WHEN Ford unveiled a dramatic turnaround plan earlier this year there looked to be serious industrial strife brewing.

Facing massive losses, the US carmaker wanted to close factories and make thousands of staff redundant in an attempt to cut its costs and streamline the business. Everyone wondered how the belligerent unions would react. They need not have worried.

By the time a company-imposed deadline for volunteers to come forward expired last week, almost half the US workforce had asked to leave.

Some 38,000 people had opted to take voluntary redundancy terms rather than stay.

And Ford has agreed to let every one of them go.

The mass exodus will be the biggest in US car-making history, beating the 34,000 departures agreed by General Motors last year.

So many employees want to go that Ford will be forced to hire temporary staff to keep its production lines running.

Ford originally hoped to lose 30,000 jobs, and has already wielded the axe elsewhere. So far this year, about 20,000 white collar workers have been asked to go.

The sheer number of people wanting out must hurt Ford chief executive Alan Mulally, but he knows the company must become more combative if it is to see off the challenge from Japan and Korea.

When the numbers were announced, he simply said: "We know in many cases decisions to leave the company were difficult for our employees.

"The acceptances received through this voluntary effort will help Ford to become more competitive."

Every US motor manufacturer is hurting. They face a potential double whammy: rising employee costs (pensions and healthcare add up to $1,400 to the cost of every car) and falling sales.

Ford, in particular, has been caught short as US buyers trade in their gas-guzzling SUVs and pick-ups for smaller, more fuel-efficient, vehicles. New models are coming, but right now Ford dealers have the wrong mix on their forecourts.

No wonder losses reached a terrifying $5.8bn in the three months to September - the worst set of figures for nearly 14 years.

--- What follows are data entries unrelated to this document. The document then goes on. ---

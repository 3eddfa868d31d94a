//! Reconciliation of the three extraction tiers.

use super::{MergedFieldMap, RawFieldMap};

/// Merge the tier results under fixed precedence:
/// embedded state > markup > text scan.
///
/// A field resolved by a higher-precedence tier is never overwritten by a
/// lower one, and a field resolved by any tier is never dropped. The result
/// depends only on the inputs and the precedence order.
pub fn merge(embedded: RawFieldMap, markup: RawFieldMap, textscan: RawFieldMap) -> MergedFieldMap {
    let mut merged = embedded;

    for (field, value) in markup {
        merged.entry(field).or_insert(value);
    }

    for (field, value) in textscan {
        merged.entry(field).or_insert(value);
    }

    merged
}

Worse still, the strength of the dollar has made Japanese imports particularly appealing, but even the big foreign companies have been forced to offer incentives to keep punters buying.

The latest round of cuts will not be cheap. In order to keep the powerful United Autoworkers Union on side, Ford was forced to agree very generous redundancy terms. Lump sum offers of up to $140,000 are on the table for time-served workers.

Another alternative is four years' free college tuition and half-pay for younger employees, who want to retrain.

Analysts reckon Mulally is doing the right thing by cutting the workforce to meet retail demand.

And this month Ford went further, putting, among others, the whole of the Volvo car company up as security for $18bn in loans to help pay for its painful restructuring.

So far, Ford's US woes have had little impact in Europe, but its workers on this side of the Atlantic are undoubtedly nervous.

But production of the Fiesta ceased at Dagenham four years ago, and the engine factory that replaced it is doing relatively well.

Unions over here are correct when they say the UK workforce has already swallowed it's bad medicine - now it's the turn of the US.